## Exercise aim
What follows is a listing to be transcribed exactly.

## Material shown
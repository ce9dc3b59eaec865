#![forbid(unsafe_code)]

//! Layout snapshots supplied by the host.

use crate::event::NodeId;

/// A page section with an identifier and its measured box.
///
/// Snapshots are re-read from the host whenever layout may have changed;
/// controllers never cache them across navigation.
#[derive(Debug, Clone, PartialEq)]
pub struct SectionRecord {
    /// The section's `id` attribute.
    pub id: String,
    /// Offset of the section's top edge from the document top.
    pub top: f64,
    /// Rendered height.
    pub height: f64,
}

impl SectionRecord {
    /// Create a section record.
    #[must_use]
    pub fn new(id: impl Into<String>, top: f64, height: f64) -> Self {
        Self {
            id: id.into(),
            top,
            height,
        }
    }

    /// Fragment href that targets this section (`#id`).
    #[must_use]
    pub fn fragment(&self) -> String {
        format!("#{}", self.id)
    }
}

/// A navigation link and the href it points to.
#[derive(Debug, Clone, PartialEq, Eq)]
pub struct NavLinkRecord {
    /// Host handle.
    pub id: NodeId,
    /// The link's `href` attribute.
    pub href: String,
}

impl NavLinkRecord {
    /// Create a nav link record.
    #[must_use]
    pub fn new(id: NodeId, href: impl Into<String>) -> Self {
        Self {
            id,
            href: href.into(),
        }
    }
}
//! Benchmarks for active-section resolution.
//!
//! Run with: cargo bench -p terrasite-widgets

use criterion::{BenchmarkId, Criterion, criterion_group, criterion_main};
use std::hint::black_box;
use terrasite_core::event::NodeId;
use terrasite_core::layout::{NavLinkRecord, SectionRecord};
use terrasite_widgets::active_section::{ActiveSectionTracker, current_section};

fn make_page(n: usize) -> (Vec<SectionRecord>, Vec<NavLinkRecord>) {
    let sections: Vec<SectionRecord> = (0..n)
        .map(|i| SectionRecord::new(format!("s{i}"), i as f64 * 600.0, 600.0))
        .collect();
    let mut links = vec![NavLinkRecord::new(NodeId(0), "index.html")];
    links.extend(
        sections
            .iter()
            .enumerate()
            .map(|(i, s)| NavLinkRecord::new(NodeId(i as u32 + 1), s.fragment())),
    );
    (sections, links)
}

fn bench_current_section(c: &mut Criterion) {
    let mut group = c.benchmark_group("active_section/current_section");
    for n in [4, 16, 64] {
        let (sections, _) = make_page(n);
        let bottom = n as f64 * 600.0;
        group.bench_with_input(BenchmarkId::new("bottom", n), &sections, |b, sections| {
            b.iter(|| black_box(current_section(sections, bottom, 100.0)))
        });
    }
    group.finish();
}

fn bench_tracker_scroll_sweep(c: &mut Criterion) {
    let mut group = c.benchmark_group("active_section/tracker_sweep");
    for n in [4, 16, 64] {
        let (sections, links) = make_page(n);
        group.bench_with_input(BenchmarkId::new("sweep", n), &n, |b, &n| {
            b.iter(|| {
                let mut tracker = ActiveSectionTracker::default();
                let mut y = 0.0;
                while y < n as f64 * 600.0 {
                    black_box(tracker.update(&sections, &links, y));
                    y += 37.0;
                }
            })
        });
    }
    group.finish();
}

criterion_group!(benches, bench_current_section, bench_tracker_scroll_sweep);
criterion_main!(benches);
//! Property-based invariant tests for the rate limiters.
//!
//! ## Invariants
//!
//! 1. Throttle: consecutive invocations are at least `limit` apart.
//! 2. Throttle: the first call always fires.
//! 3. Throttle: a call that arrives `limit` after the last firing fires.
//! 4. Debounce (leading): fires exactly when the gap since the previous call
//!    is at least `wait` (or on the very first call).
//! 5. Debounce (trailing): never fires synchronously; one poll after the
//!    last call's deadline fires exactly once with the last argument.

use std::cell::RefCell;
use std::time::Duration;

use proptest::prelude::*;
use terrasite_core::rate_limit::{Debounce, Throttle};

// ── Strategies ────────────────────────────────────────────────────────────

/// Monotonic call times in milliseconds built from gaps.
fn arb_call_times(max_n: usize) -> impl Strategy<Value = Vec<u64>> {
    prop::collection::vec(0u64..60, 1..max_n).prop_map(|gaps| {
        let mut t = 0;
        gaps.into_iter()
            .map(|gap| {
                t += gap;
                t
            })
            .collect()
    })
}

fn ms(v: u64) -> Duration {
    Duration::from_millis(v)
}

// ── 1–3. Throttle ─────────────────────────────────────────────────────────

proptest! {
    #![proptest_config(ProptestConfig::with_cases(200))]

    #[test]
    fn throttle_firings_are_spaced_by_limit(times in arb_call_times(80), limit in 1u64..200) {
        let fired = RefCell::new(Vec::new());
        let mut throttled = Throttle::new(|t: u64| fired.borrow_mut().push(t), ms(limit));
        for &t in &times {
            throttled.call(ms(t), t);
        }
        drop(throttled);
        let fired = fired.into_inner();

        prop_assert_eq!(fired.first().copied(), times.first().copied());
        for pair in fired.windows(2) {
            prop_assert!(pair[1] - pair[0] >= limit);
        }
    }

    #[test]
    fn throttle_never_starves_a_late_call(times in arb_call_times(40), limit in 1u64..200) {
        let mut last_fire: Option<u64> = None;
        let mut throttled = Throttle::new(|_: ()| {}, ms(limit));
        for &t in &times {
            let expected = last_fire.is_none_or(|last| t >= last + limit);
            let fired = throttled.call(ms(t), ());
            prop_assert_eq!(fired, expected);
            if fired {
                last_fire = Some(t);
            }
        }
    }
}

// ── 4–5. Debounce ─────────────────────────────────────────────────────────

proptest! {
    #![proptest_config(ProptestConfig::with_cases(200))]

    #[test]
    fn leading_debounce_fires_on_quiet_gaps(times in arb_call_times(60), wait in 1u64..80) {
        let mut debounced = Debounce::new(|_: ()| {}, ms(wait), true);
        let mut previous: Option<u64> = None;
        for &t in &times {
            let expected = previous.is_none_or(|p| t >= p + wait);
            prop_assert_eq!(debounced.call(ms(t), ()), expected);
            previous = Some(t);
        }
    }

    #[test]
    fn trailing_debounce_fires_once_with_last_args(times in arb_call_times(60), wait in 61u64..120) {
        // Gaps are < 60ms and wait > 60ms, so the whole sequence is one burst.
        let fired = RefCell::new(Vec::new());
        let mut debounced = Debounce::new(|t: u64| fired.borrow_mut().push(t), ms(wait), false);
        for &t in &times {
            prop_assert!(!debounced.call(ms(t), t));
        }
        let last = *times.last().unwrap();
        prop_assert!(!debounced.poll(ms(last + wait - 1)));
        prop_assert!(debounced.poll(ms(last + wait)));
        drop(debounced);
        prop_assert_eq!(fired.into_inner(), vec![last]);
    }
}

## Result of this task
repository ce9dc3b59eaec865
#![forbid(unsafe_code)]

//! Layout snapshots supplied by the host.

use crate::event::NodeId;

/// A page section with an identifier and its measured box.
///
/// Snapshots are re-read from the host whenever layout may have changed;
/// controllers never cache them across navigation.
#[derive(Debug, Clone, PartialEq)]
pub struct SectionRecord {
    /// The section's `id` attribute.
    pub id: String,
    /// Offset of the section's top edge from the document top.
    pub top: f64,
    /// Rendered height.
    pub height: f64,
}

impl SectionRecord {
    /// Create a section record.
    #[must_use]
    pub fn new(id: impl Into<String>, top: f64, height: f64) -> Self {
        Self {
            id: id.into(),
            top,
            height,
        }
    }

    /// Fragment href that targets this section (`#id`).
    #[must_use]
    pub fn fragment(&self) -> String {
        format!("#{}", self.id)
    }
}

/// A navigation link and the href it points to.
#[derive(Debug, Clone, PartialEq, Eq)]
pub struct NavLinkRecord {
    /// Host handle.
    pub id: NodeId,
    /// The link's `href` attribute.
    pub href: String,
}

impl NavLinkRecord {
    /// Create a nav link record.
    #[must_use]
    pub fn new(id: NodeId, href: impl Into<String>) -> Self {
        Self {
            id,
            href: href.into(),
        }
    }
}
//! Benchmarks for active-section resolution.
//!
//! Run with: cargo bench -p terrasite-widgets

use criterion::{BenchmarkId, Criterion, criterion_group, criterion_main};
use std::hint::black_box;
use terrasite_core::event::NodeId;
use terrasite_core::layout::{NavLinkRecord, SectionRecord};
use terrasite_widgets::active_section::{ActiveSectionTracker, current_section};

fn make_page(n: usize) -> (Vec<SectionRecord>, Vec<NavLinkRecord>) {
    let sections: Vec<SectionRecord> = (0..n)
        .map(|i| SectionRecord::new(format!("s{i}"), i as f64 * 600.0, 600.0))
        .collect();
    let mut links = vec![NavLinkRecord::new(NodeId(0), "index.html")];
    links.extend(
        sections
            .iter()
            .enumerate()
            .map(|(i, s)| NavLinkRecord::new(NodeId(i as u32 + 1), s.fragment())),
    );
    (sections, links)
}

fn bench_current_section(c: &mut Criterion) {
    let mut group = c.benchmark_group("active_section/current_section");
    for n in [4, 16, 64] {
        let (sections, _) = make_page(n);
        let bottom = n as f64 * 600.0;
        group.bench_with_input(BenchmarkId::new("bottom", n), &sections, |b, sections| {
            b.iter(|| black_box(current_section(sections, bottom, 100.0)))
        });
    }
    group.finish();
}

fn bench_tracker_scroll_sweep(c: &mut Criterion) {
    let mut group = c.benchmark_group("active_section/tracker_sweep");
    for n in [4, 16, 64] {
        let (sections, links) = make_page(n);
        group.bench_with_input(BenchmarkId::new("sweep", n), &n, |b, &n| {
            b.iter(|| {
                let mut tracker = ActiveSectionTracker::default();
                let mut y = 0.0;
                while y < n as f64 * 600.0 {
                    black_box(tracker.update(&sections, &links, y));
                    y += 37.0;
                }
            })
        });
    }
    group.finish();
}

criterion_group!(benches, bench_current_section, bench_tracker_scroll_sweep);
criterion_main!(benches);
//! Property-based invariant tests for the rate limiters.
//!
//! ## Invariants
//!
//! 1. Throttle: consecutive invocations are at least `limit` apart.
//! 2. Throttle: the first call always fires.
//! 3. Throttle: a call that arrives `limit` after the last firing fires.
//! 4. Debounce (leading): fires exactly when the gap since the previous call
//!    is at least `wait` (or on the very first call).
//! 5. Debounce (trailing): never fires synchronously; one poll after the
//!    last call's deadline fires exactly once with the last argument.

use std::cell::RefCell;
use std::time::Duration;

use proptest::prelude::*;
use terrasite_core::rate_limit::{Debounce, Throttle};

// ── Strategies ────────────────────────────────────────────────────────────

/// Monotonic call times in milliseconds built from gaps.
fn arb_call_times(max_n: usize) -> impl Strategy<Value = Vec<u64>> {
    prop::collection::vec(0u64..60, 1..max_n).prop_map(|gaps| {
        let mut t = 0;
        gaps.into_iter()
            .map(|gap| {
                t += gap;
                t
            })
            .collect()
    })
}

fn ms(v: u64) -> Duration {
    Duration::from_millis(v)
}

// ── 1–3. Throttle ─────────────────────────────────────────────────────────

proptest! {
    #![proptest_config(ProptestConfig::with_cases(200))]

    #[test]
    fn throttle_firings_are_spaced_by_limit(times in arb_call_times(80), limit in 1u64..200) {
        let fired = RefCell::new(Vec::new());
        let mut throttled = Throttle::new(|t: u64| fired.borrow_mut().push(t), ms(limit));
        for &t in &times {
            throttled.call(ms(t), t);
        }
        drop(throttled);
        let fired = fired.into_inner();

        prop_assert_eq!(fired.first().copied(), times.first().copied());
        for pair in fired.windows(2) {
            prop_assert!(pair[1] - pair[0] >= limit);
        }
    }

    #[test]
    fn throttle_never_starves_a_late_call(times in arb_call_times(40), limit in 1u64..200) {
        let mut last_fire: Option<u64> = None;
        let mut throttled = Throttle::new(|_: ()| {}, ms(limit));
        for &t in &times {
            let expected = last_fire.is_none_or(|last| t >= last + limit);
            let fired = throttled.call(ms(t), ());
            prop_assert_eq!(fired, expected);
            if fired {
                last_fire = Some(t);
            }
        }
    }
}

// ── 4–5. Debounce ─────────────────────────────────────────────────────────

proptest! {
    #![proptest_config(ProptestConfig::with_cases(200))]

    #[test]
    fn leading_debounce_fires_on_quiet_gaps(times in arb_call_times(60), wait in 1u64..80) {
        let mut debounced = Debounce::new(|_: ()| {}, ms(wait), true);
        let mut previous: Option<u64> = None;
        for &t in &times {
            let expected = previous.is_none_or(|p| t >= p + wait);
            prop_assert_eq!(debounced.call(ms(t), ()), expected);
            previous = Some(t);
        }
    }

    #[test]
    fn trailing_debounce_fires_once_with_last_args(times in arb_call_times(60), wait in 61u64..120) {
        // Gaps are < 60ms and wait > 60ms, so the whole sequence is one burst.
        let fired = RefCell::new(Vec::new());
        let mut debounced = Debounce::new(|t: u64| fired.borrow_mut().push(t), ms(wait), false);
        for &t in &times {
            prop_assert!(!debounced.call(ms(t), t));
        }
        let last = *times.last().unwrap();
        prop_assert!(!debounced.poll(ms(last + wait - 1)));
        prop_assert!(debounced.poll(ms(last + wait)));
        drop(debounced);
        prop_assert_eq!(fired.into_inner(), vec![last]);
    }
}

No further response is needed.